What you have to do
The answer must be every line from the entries below that contains "ChunkingConfig".

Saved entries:

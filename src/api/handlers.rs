//! HTTP request handlers for the chunking service.

use std::sync::Arc;

use axum::{extract::State, http::StatusCode, Json};
use serde::Serialize;
use tracing::{error, info};

use crate::batch::{BatchProcessor, BatchReport};
use crate::processing::Language;
use crate::router::{ChunkingRouter, StatsSnapshot};
use crate::types::{
    ChunkBatchRequest, ChunkingConfig, ChunkingResult, ShouldChunkRequest, ShouldChunkResponse,
    SourceFile,
};

/// Application state shared across handlers.
pub struct AppState {
    pub router: Arc<ChunkingRouter>,
    pub config: ChunkingConfig,
}

impl AppState {
    pub fn new(config: ChunkingConfig) -> Self {
        Self {
            router: Arc::new(ChunkingRouter::new(&config)),
            config,
        }
    }
}

/// Health check response.
#[derive(Debug, Serialize)]
pub struct HealthResponse {
    status: String,
    version: String,
}

/// Health check endpoint.
pub async fn health_check() -> Json<HealthResponse> {
    Json(HealthResponse {
        status: "healthy".to_string(),
        version: env!("CARGO_PKG_VERSION").to_string(),
    })
}

/// Chunk a single file.
pub async fn chunk_file(
    State(state): State<Arc<AppState>>,
    Json(file): Json<SourceFile>,
) -> Result<Json<ChunkingResult>, StatusCode> {
    info!(
        file_path = %file.file_path,
        size = file.size_bytes(),
        "Received chunk request"
    );

    let router = Arc::clone(&state.router);
    let result =
        tokio::task::spawn_blocking(move || router.process_large_file(&file.file_path, &file.content))
            .await
            .map_err(|e| {
                error!(error = %e, "Chunking task failed");
                StatusCode::INTERNAL_SERVER_ERROR
            })?;

    Ok(Json(result))
}

/// Chunk several files concurrently.
pub async fn chunk_batch(
    State(state): State<Arc<AppState>>,
    Json(request): Json<ChunkBatchRequest>,
) -> Result<Json<BatchReport>, StatusCode> {
    info!(files = request.files.len(), "Received batch chunk request");

    let processor = BatchProcessor::new(Arc::clone(&state.router), state.config.batch_concurrency);
    processor
        .process_files(request.files)
        .await
        .map(Json)
        .map_err(|e| {
            error!(error = %e, "Batch chunking failed");
            StatusCode::INTERNAL_SERVER_ERROR
        })
}

/// Evaluate the size-threshold predicate.
pub async fn should_chunk(
    State(state): State<Arc<AppState>>,
    Json(request): Json<ShouldChunkRequest>,
) -> Json<ShouldChunkResponse> {
    let threshold = request.threshold.unwrap_or(state.config.large_file_threshold);
    Json(ShouldChunkResponse {
        should_chunk: state.router.should_chunk_size(request.size_bytes, Some(threshold)),
        threshold,
    })
}

/// Languages with structural support.
pub async fn list_languages(State(state): State<Arc<AppState>>) -> Json<Vec<Language>> {
    Json(state.router.supported_languages())
}

/// Aggregate processing statistics.
pub async fn get_stats(State(state): State<Arc<AppState>>) -> Json<StatsSnapshot> {
    Json(state.router.stats())
}
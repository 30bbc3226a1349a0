//! Enrichment of chunked output.
//!
//! This module provides:
//! - Cross-chunk dependency resolution (references, imports, method calls, inheritance)

pub mod dependency_analyzer;

pub use dependency_analyzer::DependencyAnalyzer;
//! Chunking strategies for source files.
//!
//! The structural chunker handles parseable files; the line and size
//! chunkers are fallbacks for parse failures and unsupported languages.

mod base;
mod line_chunker;
mod size_chunker;
mod structural_chunker;

pub use base::{complexity_score, Chunker};
pub use line_chunker::LineChunker;
pub use size_chunker::SizeChunker;
pub use structural_chunker::{verify_coverage, StructuralChunker};
//! Result of one chunking operation.

use std::fmt;
use std::time::Duration;

use serde::{Deserialize, Serialize};

use super::chunk::{CodeChunk, DependencyRelation};

/// Strategy that produced a result.
#[derive(Debug, Clone, Copy, PartialEq, Eq, Hash, Serialize, Deserialize)]
#[serde(rename_all = "snake_case")]
pub enum ProcessingMethod {
    /// Syntax-tree based splitting
    Structural,
    /// Fixed line windows after a parse failure
    LineFallback,
    /// Fixed byte windows for unsupported languages or engine faults
    SizeFallback,
}

impl ProcessingMethod {
    pub fn as_str(&self) -> &'static str {
        match self {
            ProcessingMethod::Structural => "structural",
            ProcessingMethod::LineFallback => "line_fallback",
            ProcessingMethod::SizeFallback => "size_fallback",
        }
    }

    pub fn is_fallback(&self) -> bool {
        !matches!(self, ProcessingMethod::Structural)
    }
}

impl fmt::Display for ProcessingMethod {
    fn fmt(&self, f: &mut fmt::Formatter<'_>) -> fmt::Result {
        f.write_str(self.as_str())
    }
}

/// Output of one chunking operation.
#[derive(Debug, Clone, Serialize, Deserialize)]
pub struct ChunkingResult {
    pub chunks: Vec<CodeChunk>,
    pub processing_method: ProcessingMethod,
    pub success: bool,
    pub total_chunks: usize,
    /// Sum of chunk sizes in bytes
    pub total_size: usize,
    /// Wall-clock duration, serialized as fractional seconds
    #[serde(with = "duration_secs")]
    pub processing_time: Duration,
    /// Edges produced by dependency analysis
    pub relations: Vec<DependencyRelation>,
    pub warnings: Vec<String>,
    pub errors: Vec<String>,
}

impl ChunkingResult {
    /// Create a successful result; totals are derived from `chunks`.
    pub fn new(chunks: Vec<CodeChunk>, processing_method: ProcessingMethod) -> Self {
        let total_chunks = chunks.len();
        let total_size = chunks.iter().map(|c| c.size_bytes()).sum();
        Self {
            chunks,
            processing_method,
            success: true,
            total_chunks,
            total_size,
            processing_time: Duration::ZERO,
            relations: Vec::new(),
            warnings: Vec::new(),
            errors: Vec::new(),
        }
    }

    /// Create a failed result carrying an unrecoverable error.
    pub fn failed(processing_method: ProcessingMethod, error: impl Into<String>) -> Self {
        let mut result = Self::new(Vec::new(), processing_method);
        result.success = false;
        result.errors.push(error.into());
        result
    }

    pub fn with_relations(mut self, relations: Vec<DependencyRelation>) -> Self {
        self.relations = relations;
        self
    }

    pub fn with_warning(mut self, warning: impl Into<String>) -> Self {
        self.warnings.push(warning.into());
        self
    }

    pub fn with_processing_time(mut self, elapsed: Duration) -> Self {
        self.processing_time = elapsed;
        self
    }

    /// Chunks in consumer processing order.
    pub fn ordered_chunks(&self) -> Vec<&CodeChunk> {
        processing_order(&self.chunks)
    }
}

/// Sort chunks into the deterministic order consumers emit them in:
/// module-level content first, then classes and functions by ascending start
/// line, residual content last.
pub fn processing_order(chunks: &[CodeChunk]) -> Vec<&CodeChunk> {
    let mut ordered: Vec<&CodeChunk> = chunks.iter().collect();
    ordered.sort_by(|a, b| {
        a.chunk_type
            .processing_rank()
            .cmp(&b.chunk_type.processing_rank())
            .then(a.start_line.cmp(&b.start_line))
            .then(a.id.cmp(&b.id))
    });
    ordered
}

mod duration_secs {
    use std::time::Duration;

    use serde::de::Error;
    use serde::{Deserialize, Deserializer, Serializer};

    pub fn serialize<S: Serializer>(value: &Duration, serializer: S) -> Result<S::Ok, S::Error> {
        serializer.serialize_f64(value.as_secs_f64())
    }

    pub fn deserialize<'de, D: Deserializer<'de>>(deserializer: D) -> Result<Duration, D::Error> {
        let secs = f64::deserialize(deserializer)?;
        Duration::try_from_secs_f64(secs).map_err(D::Error::custom)
    }
}
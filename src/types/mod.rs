//! Core types for the chunking engine.

mod chunk;
mod config;
mod result;
mod source;

pub use chunk::{chunk_id, chunk_id_at, ChunkType, CodeChunk, DependencyRelation, Priority, RelationType};
pub use config::{ChunkingConfig, CONFIG_FILE_ENV, ENV_PREFIX};
pub use result::{processing_order, ChunkingResult, ProcessingMethod};
pub use source::{ChunkBatchRequest, ShouldChunkRequest, ShouldChunkResponse, SourceFile};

Solved exercise
    ChunkBatchRequest, ChunkingConfig, ChunkingResult, ShouldChunkRequest, ShouldChunkResponse,
    pub config: ChunkingConfig,
    pub fn new(config: ChunkingConfig) -> Self {
pub use config::{ChunkingConfig, CONFIG_FILE_ENV, ENV_PREFIX};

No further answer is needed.